At FARO, Traore’s focus is data management. “We coordinate with humanitarian partners, like the World Food Program, to stand up disaster assistance response teams. I help furnish food assistance as well as non-food items—buckets, rolls of plastic sheeting, tarps, that sort of thing. I’m also the incident management coordinator, so if partners or warehouse staff have an issue—maybe something was damaged in transport or the commodity was wet or received moldy—I coordinate with USDA and others across the agency to sort those issues out.”

Traore enjoys her work with the U.S. Bureau for Humanitarian Assistance, where she is part of a team of nearly two dozen people who have diverse experiences. “I love the exposure to the international community and working with colleagues who come with such different backgrounds,” she says. “As someone who is early on in my career, I feel fortunate to have landed this position. It gave me the opportunity to put what I was learning in my master’s program to work right away.” 

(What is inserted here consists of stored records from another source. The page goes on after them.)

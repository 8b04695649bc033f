//! Wire codec for typed store values.
//!
//! The store encodes every field as a single-key object naming its type:
//! `{"stringValue": "a"}`, `{"integerValue": "42"}`, `{"mapValue": {"fields": {..}}}`
//! and so on. Decoding unwraps these into [`FieldValue`]. Falsy values (`""`,
//! `0`, `false`) survive unchanged.

use chrono::{DateTime, SecondsFormat, Utc};
use serde::Deserialize;
use serde_json::{Map, Value, json};
use skincare_admin_core::{Document, FieldValue, Fields};

use super::{StoreError, StoreResult};

/// A document as the store returns it.
#[derive(Debug, Deserialize)]
pub(crate) struct WireDocument {
    /// Full resource name, ending in `/{collection}/{id}`.
    pub name: String,
    #[serde(default)]
    pub fields: Map<String, Value>,
}

impl WireDocument {
    /// Unwrap into a normalized [`Document`] whose id is the last name segment.
    pub fn into_document(self) -> StoreResult<Document> {
        let id = self
            .name
            .rsplit('/')
            .next()
            .filter(|id| !id.is_empty())
            .ok_or_else(|| StoreError::Parse(format!("document name without id: {}", self.name)))?
            .to_string();
        Ok(Document::new(id, decode_fields(&self.fields)?))
    }
}

/// Decode a wire field map.
///
/// # Errors
///
/// Returns [`StoreError::Parse`] if any value has an unknown or malformed type tag.
pub fn decode_fields(fields: &Map<String, Value>) -> StoreResult<Fields> {
    fields
        .iter()
        .map(|(name, value)| Ok((name.clone(), decode_value(value)?)))
        .collect()
}

/// Decode one typed wire value.
///
/// # Errors
///
/// Returns [`StoreError::Parse`] if the value has an unknown or malformed type tag.
pub fn decode_value(value: &Value) -> StoreResult<FieldValue> {
    let object = value
        .as_object()
        .ok_or_else(|| malformed("value", value))?;
    let Some((tag, inner)) = object.iter().next() else {
        return Err(malformed("value", value));
    };

    match tag.as_str() {
        "nullValue" => Ok(FieldValue::Null),
        "booleanValue" => inner
            .as_bool()
            .map(FieldValue::Boolean)
            .ok_or_else(|| malformed(tag, inner)),
        "integerValue" => match inner {
            Value::String(s) => s
                .parse()
                .map(FieldValue::Integer)
                .map_err(|_| malformed(tag, inner)),
            Value::Number(n) => n.as_i64().map(FieldValue::Integer).ok_or_else(|| malformed(tag, inner)),
            _ => Err(malformed(tag, inner)),
        },
        "doubleValue" => match inner {
            Value::Number(n) => n.as_f64().map(FieldValue::Double).ok_or_else(|| malformed(tag, inner)),
            Value::String(s) => s
                .parse()
                .map(FieldValue::Double)
                .map_err(|_| malformed(tag, inner)),
            _ => Err(malformed(tag, inner)),
        },
        "timestampValue" => inner
            .as_str()
            .and_then(|s| DateTime::parse_from_rfc3339(s).ok())
            .map(|ts| FieldValue::Timestamp(ts.with_timezone(&Utc)))
            .ok_or_else(|| malformed(tag, inner)),
        "stringValue" | "referenceValue" | "bytesValue" => inner
            .as_str()
            .map(|s| FieldValue::String(s.to_string()))
            .ok_or_else(|| malformed(tag, inner)),
        "geoPointValue" => {
            let point = inner.as_object().ok_or_else(|| malformed(tag, inner))?;
            let coordinate = |name: &str| {
                FieldValue::Double(point.get(name).and_then(Value::as_f64).unwrap_or_default())
            };
            Ok(FieldValue::Map(Fields::from([
                ("latitude".to_string(), coordinate("latitude")),
                ("longitude".to_string(), coordinate("longitude")),
            ])))
        }
        "arrayValue" => inner
            .get("values")
            .and_then(Value::as_array)
            .map_or(Ok(Vec::new()), |values| {
                values.iter().map(decode_value).collect()
            })
            .map(FieldValue::Array),
        "mapValue" => inner
            .get("fields")
            .and_then(Value::as_object)
            .map_or(Ok(Fields::new()), decode_fields)
            .map(FieldValue::Map),
        _ => Err(malformed(tag, inner)),
    }
}

/// Encode a field map into wire form.
#[must_use]
pub fn encode_fields(fields: &Fields) -> Value {
    Value::Object(
        fields
            .iter()
            .map(|(name, value)| (name.clone(), encode_value(value)))
            .collect(),
    )
}

/// Encode one value into its typed wire form.
#[must_use]
pub fn encode_value(value: &FieldValue) -> Value {
    match value {
        FieldValue::Null => json!({ "nullValue": null }),
        FieldValue::Boolean(b) => json!({ "booleanValue": b }),
        FieldValue::Integer(n) => json!({ "integerValue": n.to_string() }),
        FieldValue::Double(n) if n.is_finite() => json!({ "doubleValue": n }),
        FieldValue::Double(n) => {
            let text = if n.is_nan() {
                "NaN"
            } else if n.is_sign_positive() {
                "Infinity"
            } else {
                "-Infinity"
            };
            json!({ "doubleValue": text })
        }
        FieldValue::Timestamp(ts) => {
            json!({ "timestampValue": ts.to_rfc3339_opts(SecondsFormat::Micros, true) })
        }
        FieldValue::String(s) => json!({ "stringValue": s }),
        FieldValue::Array(values) => {
            json!({ "arrayValue": { "values": values.iter().map(encode_value).collect::<Vec<_>>() } })
        }
        FieldValue::Map(fields) => json!({ "mapValue": { "fields": encode_fields(fields) } }),
    }
}

/// Quote a field name for use in field paths and update masks.
///
/// Simple identifiers pass through; anything else is wrapped in backticks
/// with backticks and backslashes escaped.
#[must_use]
pub fn quote_field_path(name: &str) -> String {
    let mut chars = name.chars();
    let simple = chars
        .next()
        .is_some_and(|c| c.is_ascii_alphabetic() || c == '_')
        && chars.all(|c| c.is_ascii_alphanumeric() || c == '_');
    if simple {
        return name.to_string();
    }

    let mut quoted = String::with_capacity(name.len() + 2);
    quoted.push('`');
    for c in name.chars() {
        if c == '`' || c == '\\' {
            quoted.push('\\');
        }
        quoted.push(c);
    }
    quoted.push('`');
    quoted
}

fn malformed(tag: &str, value: &Value) -> StoreError {
    StoreError::Parse(format!("malformed {tag}: {value}"))
}

#[cfg(test)]
#[allow(clippy::unwrap_used)]
mod tests {
    use super::*;
    use chrono::TimeZone;

    #[test]
    fn test_decode_preserves_falsy_values() {
        let wire = json!({
            "name": { "stringValue": "" },
            "count": { "integerValue": "0" },
            "active": { "booleanValue": false },
            "score": { "doubleValue": 0.0 },
            "note": { "nullValue": null },
        });
        let fields = decode_fields(wire.as_object().unwrap()).unwrap();

        assert_eq!(fields["name"], FieldValue::from(""));
        assert_eq!(fields["count"], FieldValue::Integer(0));
        assert_eq!(fields["active"], FieldValue::Boolean(false));
        assert_eq!(fields["score"], FieldValue::Double(0.0));
        assert_eq!(fields["note"], FieldValue::Null);
    }

    #[test]
    fn test_decode_nested_and_timestamps() {
        let wire = json!({
            "mapValue": { "fields": {
                "tags": { "arrayValue": { "values": [ { "stringValue": "保湿" } ] } },
                "empty": { "arrayValue": {} },
                "at": { "timestampValue": "2024-05-01T12:00:00.123456Z" },
                "ref": { "referenceValue": "projects/p/databases/(default)/documents/users/u1" },
            } }
        });
        let FieldValue::Map(fields) = decode_value(&wire).unwrap() else {
            panic!("expected map");
        };

        assert_eq!(fields["tags"], FieldValue::Array(vec![FieldValue::from("保湿")]));
        assert_eq!(fields["empty"], FieldValue::Array(vec![]));
        assert!(matches!(fields["at"], FieldValue::Timestamp(_)));
        assert!(matches!(fields["ref"], FieldValue::String(_)));
    }

    #[test]
    fn test_decode_rejects_unknown_tag() {
        assert!(decode_value(&json!({ "mysteryValue": 1 })).is_err());
        assert!(decode_value(&json!({ "integerValue": "abc" })).is_err());
        assert!(decode_value(&json!("bare")).is_err());
    }

    #[test]
    fn test_encode_values() {
        let ts = Utc.with_ymd_and_hms(2024, 1, 2, 3, 4, 5).unwrap();
        assert_eq!(
            encode_value(&FieldValue::Integer(42)),
            json!({ "integerValue": "42" })
        );
        assert_eq!(
            encode_value(&FieldValue::Timestamp(ts)),
            json!({ "timestampValue": "2024-01-02T03:04:05.000000Z" })
        );
        assert_eq!(
            encode_value(&FieldValue::Double(f64::NAN)),
            json!({ "doubleValue": "NaN" })
        );
    }

    #[test]
    fn test_wire_document_id() {
        let doc: WireDocument = serde_json::from_value(json!({
            "name": "projects/p/databases/(default)/documents/products/abc",
            "fields": { "商品名": { "stringValue": "Toner" } },
            "createTime": "2024-01-01T00:00:00Z",
        }))
        .unwrap();
        let doc = doc.into_document().unwrap();
        assert_eq!(doc.id, "abc");
        assert_eq!(doc.str_field("商品名"), Some("Toner"));
    }

    #[test]
    fn test_quote_field_path() {
        assert_eq!(quote_field_path("createdAt"), "createdAt");
        assert_eq!(quote_field_path("_private1"), "_private1");
        assert_eq!(quote_field_path("商品名"), "`商品名`");
        assert_eq!(quote_field_path("容量・参考価格"), "`容量・参考価格`");
        assert_eq!(quote_field_path("a`b"), "`a\\`b`");
        assert_eq!(quote_field_path("1st"), "`1st`");
    }
}
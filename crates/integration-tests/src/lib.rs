//! Integration tests for the skincare admin service.
//!
//! Every test runs against the in-memory store, either through the data
//! layer directly or through the full router with `tower::ServiceExt::oneshot`.
//! No network access or credentials are needed.
//!
//! ```bash
//! cargo test -p skincare-admin-integration-tests
//! ```

use std::sync::Arc;

use async_trait::async_trait;
use axum::{
    Router,
    body::{Body, to_bytes},
    http::{Request, StatusCode, header},
};
use serde_json::Value;
use skincare_admin::{
    data::DataAccess,
    services::accounts::{AccountError, AccountProvider, ValidAccount},
    state::AppState,
    store::{ConnectionStrategy, MemoryConnector, MemoryStore},
};
use skincare_admin_core::{FieldValue, Fields};
use tower::ServiceExt;

/// Dashboard and list fetch limit used by test state.
pub const TEST_FETCH_LIMIT: usize = 20;

/// Account provider that hands out sequential ids.
#[derive(Default)]
pub struct FakeAccounts {
    issued: std::sync::atomic::AtomicUsize,
}

impl FakeAccounts {
    #[must_use]
    pub fn issued(&self) -> usize {
        self.issued.load(std::sync::atomic::Ordering::SeqCst)
    }
}

#[async_trait]
impl AccountProvider for FakeAccounts {
    async fn sign_up(&self, _account: &ValidAccount) -> Result<String, AccountError> {
        let n = self
            .issued
            .fetch_add(1, std::sync::atomic::Ordering::SeqCst);
        Ok(format!("uid-{n}"))
    }
}

/// In-memory store wired into application state.
pub struct TestContext {
    pub store: Arc<MemoryStore>,
    pub connector: Arc<MemoryConnector>,
    pub accounts: Arc<FakeAccounts>,
    pub state: AppState,
}

impl TestContext {
    /// Context whose native connection succeeds on the first strategy.
    #[must_use]
    pub fn new() -> Self {
        Self::with_failing(&[])
    }

    /// Context where every native strategy fails, forcing the REST path.
    #[must_use]
    pub fn degraded() -> Self {
        Self::with_failing(&ConnectionStrategy::ALL)
    }

    #[must_use]
    pub fn with_failing(strategies: &[ConnectionStrategy]) -> Self {
        let store = Arc::new(MemoryStore::new());
        let connector = Arc::new(MemoryConnector::new(store.clone()).fail_strategies(strategies));
        let accounts = Arc::new(FakeAccounts::default());
        let state = AppState::from_parts(
            connector.clone(),
            Some(accounts.clone() as Arc<dyn AccountProvider>),
            TEST_FETCH_LIMIT,
        );
        Self {
            store,
            connector,
            accounts,
            state,
        }
    }

    #[must_use]
    pub fn data(&self) -> &DataAccess {
        self.state.data()
    }

    #[must_use]
    pub fn router(&self) -> Router {
        skincare_admin::app(self.state.clone())
    }

    /// Insert a document, panicking on a malformed path.
    ///
    /// # Panics
    ///
    /// Panics if `path` is not a document path.
    pub fn seed(&self, path: &str, fields: &[(&str, FieldValue)]) {
        let fields: Fields = fields
            .iter()
            .map(|(name, value)| ((*name).to_string(), value.clone()))
            .collect();
        if let Err(e) = self.store.insert(path, fields) {
            panic!("invalid seed path {path}: {e}");
        }
    }

    /// Send a request through the router and return status and body bytes.
    ///
    /// # Panics
    ///
    /// Panics if the request cannot be built or the body cannot be read.
    pub async fn send(&self, request: Request<Body>) -> (StatusCode, Vec<u8>) {
        let response = match self.router().oneshot(request).await {
            Ok(response) => response,
            Err(never) => match never {},
        };
        let status = response.status();
        let bytes = match to_bytes(response.into_body(), usize::MAX).await {
            Ok(bytes) => bytes,
            Err(e) => panic!("failed to read body: {e}"),
        };
        (status, bytes.to_vec())
    }

    /// GET `uri` and parse the body as JSON (`Value::Null` when not JSON).
    pub async fn get_json(&self, uri: &str) -> (StatusCode, Value) {
        let (status, body) = self.send(request("GET", uri, Body::empty(), None)).await;
        (status, serde_json::from_slice(&body).unwrap_or(Value::Null))
    }

    /// Send a JSON body with `method` and return status and raw body.
    pub async fn send_json(&self, method: &str, uri: &str, body: &Value) -> (StatusCode, Vec<u8>) {
        self.send(request(
            method,
            uri,
            Body::from(body.to_string()),
            Some("application/json"),
        ))
        .await
    }
}

impl Default for TestContext {
    fn default() -> Self {
        Self::new()
    }
}

/// Build a request.
///
/// # Panics
///
/// Panics if `method` or `uri` is invalid.
#[must_use]
pub fn request(method: &str, uri: &str, body: Body, content_type: Option<&str>) -> Request<Body> {
    let mut builder = Request::builder().method(method).uri(uri);
    if let Some(content_type) = content_type {
        builder = builder.header(header::CONTENT_TYPE, content_type);
    }
    match builder.body(body) {
        Ok(request) => request,
        Err(e) => panic!("invalid request {method} {uri}: {e}"),
    }
}
//! Skin analysis view.

use chrono::{DateTime, Utc};
use serde::Serialize;

use super::document::Document;

/// One skin analysis result (`users/{userId}/skinAnalysis/{id}`).
///
/// Scores are read as floats; absent scores are `0.0`.
#[derive(Debug, Clone, PartialEq, Serialize)]
#[serde(rename_all = "camelCase")]
pub struct SkinAnalysis {
    pub id: String,
    pub firmness: f64,
    pub pores: f64,
    pub pimples: f64,
    pub redness: f64,
    pub sagging: f64,
    pub skin_age: f64,
    pub skin_grade: f64,
    pub image_path: String,
    pub analysis_results: String,
    pub timestamp: Option<DateTime<Utc>>,
}

impl SkinAnalysis {
    /// Build an analysis view from a raw document.
    #[must_use]
    pub fn from_document(doc: &Document) -> Self {
        let score = |name: &str| doc.f64_field(name).unwrap_or_default();
        Self {
            id: doc.id.clone(),
            firmness: score("firmness"),
            pores: score("pores"),
            pimples: score("pimples"),
            redness: score("redness"),
            sagging: score("sagging"),
            skin_age: score("skinAge"),
            skin_grade: score("skinGrade"),
            image_path: doc.string_or_default("imagePath"),
            analysis_results: doc.string_or_default("analysisResults"),
            timestamp: doc.timestamp_field("timestamp"),
        }
    }
}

At Milken Institute SPH, Traore appreciated the tight-knit community in the Global Health program. “There was a group of about ten of us that all started together. It helped us form a strong network, which I found particularly helpful, particularly since I had just moved to a new city in a pandemic.” Traore says she was also “positively surprised” by the faculty’s wide range of personal interests, backgrounds and experiences—as well as their willingness to engage with students. “My advice to someone starting out in the Department of Global Health is not to wait,” she concludes. “Reach out to faculty right away and see what opportunities there might be for doing research in areas that might interest you.”